··· SOURCE DATA

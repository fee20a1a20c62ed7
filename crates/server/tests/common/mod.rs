//! Common test utilities for API testing with mocks.
//!
//! This module provides a test fixture that creates an in-process server
//! with a mock contact service and real SQLite stores in a temp directory,
//! with the sync worker running in the background.

use std::sync::Arc;
use std::time::Duration;

use axum::body::Body;
use axum::http::{Request, StatusCode};
use axum::Router;
use http_body_util::BodyExt;
use serde_json::Value;
use tempfile::TempDir;
use tower::ServiceExt;

use listsync_core::{
    create_sync_queue, testing::MockContactService, AuthConfig, AuthMethod, ConfigProvider,
    LogStore, OrderSource, SharedSyncConfig, SqliteLogStore, SqliteOrderStore, SyncConfig,
    SyncLogger, SyncMarkerStore, SyncOrchestrator, SyncTrigger,
};

/// Re-export fixtures for test convenience
pub use listsync_core::testing::fixtures;

/// Test fixture for API testing with mock dependencies.
///
/// # Example
///
/// ```rust,ignore
/// #[tokio::test]
/// async fn test_settings() {
///     let fixture = TestFixture::new().await;
///
///     let response = fixture.get("/api/v1/settings").await;
///
///     assert_eq!(response.status, 200);
/// }
/// ```
pub struct TestFixture {
    /// The Axum router for testing
    pub router: Router,
    /// Mock contact service - configure contacts and failures
    pub contacts: Arc<MockContactService>,
    /// Order store shared with the server (for marker checks)
    pub orders: Arc<SqliteOrderStore>,
    /// Temporary directory for the test database
    pub temp_dir: TempDir,
}

/// Response from a test request
#[derive(Debug)]
pub struct TestResponse {
    pub status: StatusCode,
    pub body: Value,
}

impl TestFixture {
    /// Create a new test fixture with default mocks.
    pub async fn new() -> Self {
        Self::with_config(TestConfig::default()).await
    }

    /// Create a test fixture with custom configuration.
    pub async fn with_config(test_config: TestConfig) -> Self {
        let temp_dir = TempDir::new().expect("Failed to create temp dir");
        let db_path = temp_dir.path().join("test.db");

        let contacts = Arc::new(MockContactService::new());

        let mut config = listsync_core::load_config_from_str("[auth]\nmethod = \"none\"\n")
            .expect("Failed to parse base config");
        config.auth = match test_config.api_key {
            Some(key) => AuthConfig {
                method: AuthMethod::ApiKey,
                api_key: Some(key),
            },
            None => AuthConfig {
                method: AuthMethod::None,
                api_key: None,
            },
        };
        config.database.path = db_path.clone();
        config.sync = test_config.sync;

        // Create stores
        let orders =
            Arc::new(SqliteOrderStore::new(&db_path).expect("Failed to create order store"));
        let log_store: Arc<dyn LogStore> =
            Arc::new(SqliteLogStore::new(&db_path).expect("Failed to create log store"));

        let sync_config = SharedSyncConfig::new(config.sync.clone());
        let logger = SyncLogger::new(
            log_store,
            Arc::new(sync_config.clone()) as Arc<dyn ConfigProvider>,
        );

        let orchestrator = Arc::new(SyncOrchestrator::new(
            Arc::new(sync_config.clone()),
            Arc::clone(&contacts) as Arc<dyn listsync_core::ContactService>,
            Arc::clone(&orders) as Arc<dyn OrderSource>,
            Arc::clone(&orders) as Arc<dyn SyncMarkerStore>,
            logger.clone(),
        ));
        let (queue, worker) = create_sync_queue(orchestrator, 16);

        // Spawn sync worker
        tokio::spawn(worker.run());

        let trigger = SyncTrigger::new(
            Arc::clone(&orders) as Arc<dyn SyncMarkerStore>,
            queue,
            logger.clone(),
        );

        let state = Arc::new(listsync_server::state::AppState::new(
            config,
            sync_config,
            Arc::clone(&contacts) as Arc<dyn listsync_core::ContactService>,
            Arc::clone(&orders),
            logger,
            trigger,
        ));

        let router = listsync_server::api::create_router(state);

        Self {
            router,
            contacts,
            orders,
            temp_dir,
        }
    }

    /// Send a GET request to the test server.
    pub async fn get(&self, path: &str) -> TestResponse {
        self.request("GET", path, None, &[]).await
    }

    /// Send a POST request with JSON body.
    pub async fn post(&self, path: &str, body: Value) -> TestResponse {
        self.request("POST", path, Some(body), &[]).await
    }

    /// Send a PUT request with JSON body.
    pub async fn put(&self, path: &str, body: Value) -> TestResponse {
        self.request("PUT", path, Some(body), &[]).await
    }

    /// Send a GET request with extra headers (for auth tests).
    pub async fn get_with_headers(&self, path: &str, headers: &[(&str, &str)]) -> TestResponse {
        self.request("GET", path, None, headers).await
    }

    /// Send a GET request and return the raw text body.
    pub async fn get_text(&self, path: &str) -> (StatusCode, String) {
        let request = Request::builder()
            .method("GET")
            .uri(path)
            .body(Body::empty())
            .unwrap();

        let response = self
            .router
            .clone()
            .oneshot(request)
            .await
            .expect("Failed to send request");

        let status = response.status();
        let body_bytes = response
            .into_body()
            .collect()
            .await
            .expect("Failed to collect body")
            .to_bytes();

        (status, String::from_utf8_lossy(&body_bytes).to_string())
    }

    /// Post a status change for an order with the given billing email.
    pub async fn change_status(
        &self,
        order_id: u64,
        old_status: &str,
        new_status: &str,
        email: &str,
    ) -> TestResponse {
        self.post(
            &format!("/api/v1/orders/{}/status", order_id),
            serde_json::json!({
                "old_status": old_status,
                "new_status": new_status,
                "order": {
                    "email": email,
                    "first_name": "Ada",
                    "last_name": "Lovelace"
                }
            }),
        )
        .await
    }

    /// Wait until the worker has marked the order, or give up.
    pub async fn wait_for_processed(&self, order_id: u64) -> bool {
        for _ in 0..100 {
            if self.orders.is_processed(order_id).unwrap_or(false) {
                return true;
            }
            tokio::time::sleep(Duration::from_millis(10)).await;
        }
        false
    }

    /// Wait until the sync log contains a line with `needle`.
    pub async fn wait_for_log(&self, needle: &str) -> bool {
        for _ in 0..100 {
            let response = self.get("/api/v1/logs").await;
            let found = response.body["entries"]
                .as_array()
                .map(|entries| {
                    entries
                        .iter()
                        .any(|e| e["message"].as_str().is_some_and(|m| m.contains(needle)))
                })
                .unwrap_or(false);
            if found {
                return true;
            }
            tokio::time::sleep(Duration::from_millis(10)).await;
        }
        false
    }

    /// Send a request to the test server.
    async fn request(
        &self,
        method: &str,
        path: &str,
        body: Option<Value>,
        headers: &[(&str, &str)],
    ) -> TestResponse {
        let mut request_builder = Request::builder().method(method).uri(path);

        for (name, value) in headers {
            request_builder = request_builder.header(*name, *value);
        }

        let body = if let Some(json_body) = body {
            request_builder = request_builder.header("Content-Type", "application/json");
            Body::from(serde_json::to_vec(&json_body).unwrap())
        } else {
            Body::empty()
        };

        let request = request_builder.body(body).unwrap();

        let response = self
            .router
            .clone()
            .oneshot(request)
            .await
            .expect("Failed to send request");

        let status = response.status();
        let body_bytes = response
            .into_body()
            .collect()
            .await
            .expect("Failed to collect body")
            .to_bytes();

        let body: Value = if body_bytes.is_empty() {
            Value::Null
        } else {
            serde_json::from_slice(&body_bytes).unwrap_or(Value::Null)
        };

        TestResponse { status, body }
    }
}

/// Configuration for test fixture.
#[derive(Debug, Clone)]
pub struct TestConfig {
    /// Require this API key on protected routes
    pub api_key: Option<String>,
    /// Initial sync settings
    pub sync: SyncConfig,
}

impl Default for TestConfig {
    fn default() -> Self {
        Self {
            api_key: None,
            sync: fixtures::sync_config("https://acct.test"),
        }
    }
}

impl TestConfig {
    /// Create config with API key auth enabled.
    pub fn with_api_key(key: &str) -> Self {
        Self {
            api_key: Some(key.to_string()),
            ..Default::default()
        }
    }

    /// Create config with empty sync settings.
    pub fn unconfigured() -> Self {
        Self {
            api_key: None,
            sync: SyncConfig::default(),
        }
    }
}

/// Helper to assert a response has expected status.
#[macro_export]
macro_rules! assert_status {
    ($response:expr, $status:expr) => {
        assert_eq!(
            $response.status, $status,
            "Expected status {:?}, got {:?}. Body: {}",
            $status,
            $response.status,
            serde_json::to_string_pretty(&$response.body).unwrap_or_default()
        );
    };
}

/// Helper to assert a JSON path equals expected value.
#[macro_export]
macro_rules! assert_json_path {
    ($json:expr, $path:expr, $expected:expr) => {
        let actual = &$json[$path];
        assert_eq!(
            actual, &$expected,
            "Path '{}' expected {:?}, got {:?}",
            $path, $expected, actual
        );
    };
}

······

When you repeat the lines, start with the first line of the material and end with the line that contains "an in-process server", keeping both and reproducing each exactly, with nothing added.

repository fee20a1a20c62ed7
filename crates/server/tests/common/mod.rs
//! Common test utilities for API testing with mocks.
//!
//! This module provides a test fixture that creates an in-process server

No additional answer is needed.